Content starts

use std::fmt;

/// Represents the different types of errors that can occur while fitting or using the pipeline.
#[derive(Debug, Clone, PartialEq)]
pub enum ClassifierError {
    /// Error occurred due to invalid input parameters or training data
    ValidationError(String),
    /// Error occurred while fitting the vectorizer or the classifier
    TrainingError(String),
    /// Error occurred while making predictions
    PredictionError(String),
    /// The fitted parameters are inconsistent with each other
    ModelError(String),
}

impl fmt::Display for ClassifierError {
    fn fmt(&self, f: &mut fmt::Formatter<'_>) -> fmt::Result {
        match self {
            Self::ValidationError(msg) => write!(f, "Validation error: {}", msg),
            Self::TrainingError(msg) => write!(f, "Training error: {}", msg),
            Self::PredictionError(msg) => write!(f, "Prediction error: {}", msg),
            Self::ModelError(msg) => write!(f, "Model error: {}", msg),
        }
    }
}

impl std::error::Error for ClassifierError {}
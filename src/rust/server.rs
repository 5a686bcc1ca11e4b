//! HTTP front end: `POST /predict` and `GET /health`.

use std::collections::BTreeMap;
use std::io;
use std::path::Path;
use std::sync::Arc;

use axum::body::Bytes;
use axum::extract::rejection::BytesRejection;
use axum::extract::{DefaultBodyLimit, State};
use axum::http::StatusCode;
use axum::response::{IntoResponse, Response};
use axum::routing::{get, post};
use axum::{Json, Router};
use serde::{Deserialize, Serialize};
use serde_json::Value;
use tokio::net::TcpListener;

use crate::classifier::{ClassifierError, Pipeline};
use crate::config::ServeConfig;
use crate::model_store::ModelStore;

/// JSON key holding the text to classify.
pub const EMAIL_TEXT_FIELD: &str = "email_text";

/// Shared router state. The model is loaded once and never mutated; `None`
/// means loading failed at startup.
#[derive(Clone, Default)]
pub struct AppState {
    model: Option<Arc<Pipeline>>,
}

impl AppState {
    pub fn new(model: Option<Arc<Pipeline>>) -> Self {
        Self { model }
    }

    pub fn is_model_loaded(&self) -> bool {
        self.model.is_some()
    }
}

#[derive(Debug, Clone, PartialEq, Serialize, Deserialize)]
pub struct PredictResponse {
    pub predicted_label: String,
    pub confidence_scores: BTreeMap<String, f64>,
}

#[derive(Debug, Clone, PartialEq, Serialize, Deserialize)]
pub struct ErrorResponse {
    pub error: String,
}

#[derive(Debug, Clone, PartialEq, Serialize, Deserialize)]
pub struct HealthResponse {
    pub status: String,
    pub model_loaded: bool,
}

/// Request failures and the status code each one maps to.
#[derive(Debug, thiserror::Error)]
pub enum ApiError {
    #[error("Model is not loaded. Check server logs.")]
    ModelNotLoaded,
    #[error("Invalid JSON format: {0}")]
    InvalidJson(String),
    #[error("Failed to read request body: {0}")]
    UnreadableBody(String),
    #[error("Missing \"email_text\" key in JSON payload.")]
    MissingEmailText,
    #[error("\"email_text\" must be a string.")]
    EmailTextNotString,
    #[error("Error during prediction: {0}")]
    Prediction(#[from] ClassifierError),
}

impl ApiError {
    pub fn status(&self) -> StatusCode {
        match self {
            Self::InvalidJson(_) | Self::UnreadableBody(_) | Self::MissingEmailText | Self::EmailTextNotString => {
                StatusCode::BAD_REQUEST
            }
            Self::ModelNotLoaded | Self::Prediction(_) => StatusCode::INTERNAL_SERVER_ERROR,
        }
    }
}

impl IntoResponse for ApiError {
    fn into_response(self) -> Response {
        let status = self.status();
        if status.is_server_error() {
            log::error!("{}", self);
        } else {
            log::warn!("Rejected request: {}", self);
        }
        (status, Json(ErrorResponse { error: self.to_string() })).into_response()
    }
}

/// Builds the application router.
///
/// Request bodies are not size limited, so an email of any length is
/// classified rather than rejected.
pub fn router(state: AppState) -> Router {
    Router::new()
        .route("/predict", post(predict))
        .route("/health", get(health))
        .layer(DefaultBodyLimit::disable())
        .with_state(state)
}

/// Loads the model at `path`, logging instead of failing so the server can
/// still start and report the problem per request.
pub fn load_model(path: &Path) -> Option<Arc<Pipeline>> {
    log::info!("Loading the model from {:?}...", path);
    match ModelStore::new(path).load() {
        Ok(pipeline) => {
            log::info!("Model loaded successfully ({} classes)", pipeline.classes().len());
            Some(Arc::new(pipeline))
        }
        Err(e) => {
            log::error!("Error loading model: {}", e);
            None
        }
    }
}

/// Loads the model and serves until ctrl-c.
pub async fn serve(config: &ServeConfig) -> io::Result<()> {
    let state = AppState::new(load_model(&config.model));
    let listener = TcpListener::bind(config.socket_addr()).await?;
    log::info!("Listening on http://{}", listener.local_addr()?);
    axum::serve(listener, router(state))
        .with_graceful_shutdown(shutdown_signal())
        .await
}

async fn shutdown_signal() {
    if let Err(e) = tokio::signal::ctrl_c().await {
        log::error!("Failed to install ctrl-c handler: {}", e);
        std::future::pending::<()>().await;
    }
    log::info!("Shutting down");
}

async fn predict(
    State(state): State<AppState>,
    body: Result<Bytes, BytesRejection>,
) -> Result<Json<PredictResponse>, ApiError> {
    let model = state.model.as_ref().ok_or(ApiError::ModelNotLoaded)?;

    let body = body.map_err(|e| ApiError::UnreadableBody(e.body_text()))?;
    let payload: Value = serde_json::from_slice(&body).map_err(|e| ApiError::InvalidJson(e.to_string()))?;
    let email_text = match payload.get(EMAIL_TEXT_FIELD) {
        None => return Err(ApiError::MissingEmailText),
        Some(Value::String(text)) => text,
        Some(_) => return Err(ApiError::EmailTextNotString),
    };

    let prediction = model.predict(email_text)?;
    log::debug!("Predicted {} for {} bytes of text", prediction.label, email_text.len());

    Ok(Json(PredictResponse {
        predicted_label: prediction.label,
        confidence_scores: prediction.scores,
    }))
}

async fn health(State(state): State<AppState>) -> Json<HealthResponse> {
    Json(HealthResponse {
        status: "ok".to_string(),
        model_loaded: state.is_model_loaded(),
    })
}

Content ends

→ What you have to do: Write out each line of the data that holds the string "Result".

→ Answer section:
    fn fmt(&self, f: &mut fmt::Formatter<'_>) -> fmt::Result {
pub async fn serve(config: &ServeConfig) -> io::Result<()> {
    body: Result<Bytes, BytesRejection>,
) -> Result<Json<PredictResponse>, ApiError> {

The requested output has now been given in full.